By Erin Freeman | Lynnwood Times Staff
At its April 27 business meeting, the Lynnwood City Council began their virtual meeting by honoring their Executive Assistant Beth Morris, who is retiring from her position after 14 years of service.
The councilmembers took turns thanking Morris for her lasting impression on the Lynnwood community.
“I want to thank Beth from the bottom of my heart for everything she has done for us, for the people of this city and the employees of the city,” said Councilmember Ruth Ross.
“There’s a terminology in ethos that comes to mind when I think of Beth… it’s this thing called gracious professionalism,” followed Councilmember Ian Cotton. “I don’t think I could think of anybody more than Beth who embodies a gracious professional, someone who is always sharp and always on point, always knows what she’s doing but is always incredibly gracious with those who sometimes aren’t.”
Morris responded to the praise, saying that “sometimes feelings go beyond words, but I’m going to try. Over the past few weeks, the outpouring of calls, emails and texts I have received has been overwhelming. To say they made me feel loved, valued and appreciated is an understatement. It’s been a pleasure working with Mayor Smith, the Lynnwood team, the volunteers, community members and stakeholders. To all of you that I’ve worked alongside, thank you for the memories.”
When Morris announced her retirement earlier this year, the council started searching for a new executive assistant. However, because of the COVID-19 pandemic, the recruitment process has been postponed until further notice.
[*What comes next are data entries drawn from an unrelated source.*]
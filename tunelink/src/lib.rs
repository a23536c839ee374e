mod error;
pub use error::*;

mod timestamp;
pub use timestamp::*;

mod catalog;
pub use catalog::*;

mod link;
pub use link::ContentLink;

mod context;
pub use context::*;

pub mod bounded;
pub mod persistence;
pub mod rank;

#[doc(hidden)]
#[cfg(feature = "test-utilities")]
pub mod test;

pub(crate) mod aggregator;
pub(crate) mod backfill;
pub(crate) mod charts;
pub(crate) mod provider;

pub use aggregator::SearchAggregator;
pub use backfill::{
    ArtworkCacheEntry, EntityDetail, EntityDetailFetcher, EntityLister, EntitySummary,
    MetadataBackfillCache, PlatformDetail, PrefetchOptions, ARTWORK_STORAGE_KEY,
    DEFAULT_ARTWORK_CAPACITY, DEFAULT_BACKFILL_TIMEOUT, DEFAULT_MAX_BACKFILL, DEFAULT_PAGE_SIZE,
};
pub use charts::{CacheEntry, ChartsCache, DEFAULT_CHARTS_TTL};
pub use provider::ProviderClient;
pub use rank::{rank, RankedItem};

pub use async_trait::async_trait;
pub use bytes;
In the meantime, Interim City Clerk Karen Fitzthum has put together a team of city employees that will be working to complete Morris’s tasks.
Later that evening, the council received an update on the city’s response to COVID-19 from Lynnwood Police Commander Chuck Steichen.
Over the next two weeks, Steichen and his team will be developing a plan for the gradual reintroduction of department services. Steichen says that although it’s a deliberate process that could take up to a month to begin to be implemented, he wants to have an established procedure in place for each department.
“We’re going to come up with our plans of what that looks like on our end, so when we start getting those orders, we’re ready to move and we know exactly how we’re going to do it, explained Steichen. “That’s our plan for this week and next- just to solidify those plans with each department and have it in place.”
David Kleitsch from the city’s Development and Business Services (DBS) followed Steichen’s briefing, to explain the DBS’s outward response to their customers and the business community.
Kleitsch said that throughout the pandemic, the DBS has received a decreased volume of customers contacting them but told the council that this is correlated with their increased substance of external communication.
“We did some important things early on with regards to communications,” explained Kleitsch. “There’s been a lot of information that people got early on…and we connected people to where they need to be.”
To improve efficiency for their customers, DBS revised their communication mediums so that people could receive a quicker answer to their questions. Those who call their phone line are now connected with a person, rather than an electronic response. They’ve also set up an automated email reply system that responds to customers with all of DBS’s immediate protocols, current workflow model, and how they could reach someone directly. Kleitsch explained that they also went into auto-notification on all permits and inspections, to stay connected with customers about where their specific projects are at in their process.
“Thank you, Director Kleitsch, for the briefing and please extend our thanks to your staff for all their help to keep things moving,” responded councilmember Cotton.
The next Lynnwood City Council Business Meeting will be held electronically on May 11 at 7 p.m. and can be accessed online at www.LynnwoodWA.gov/LIVE.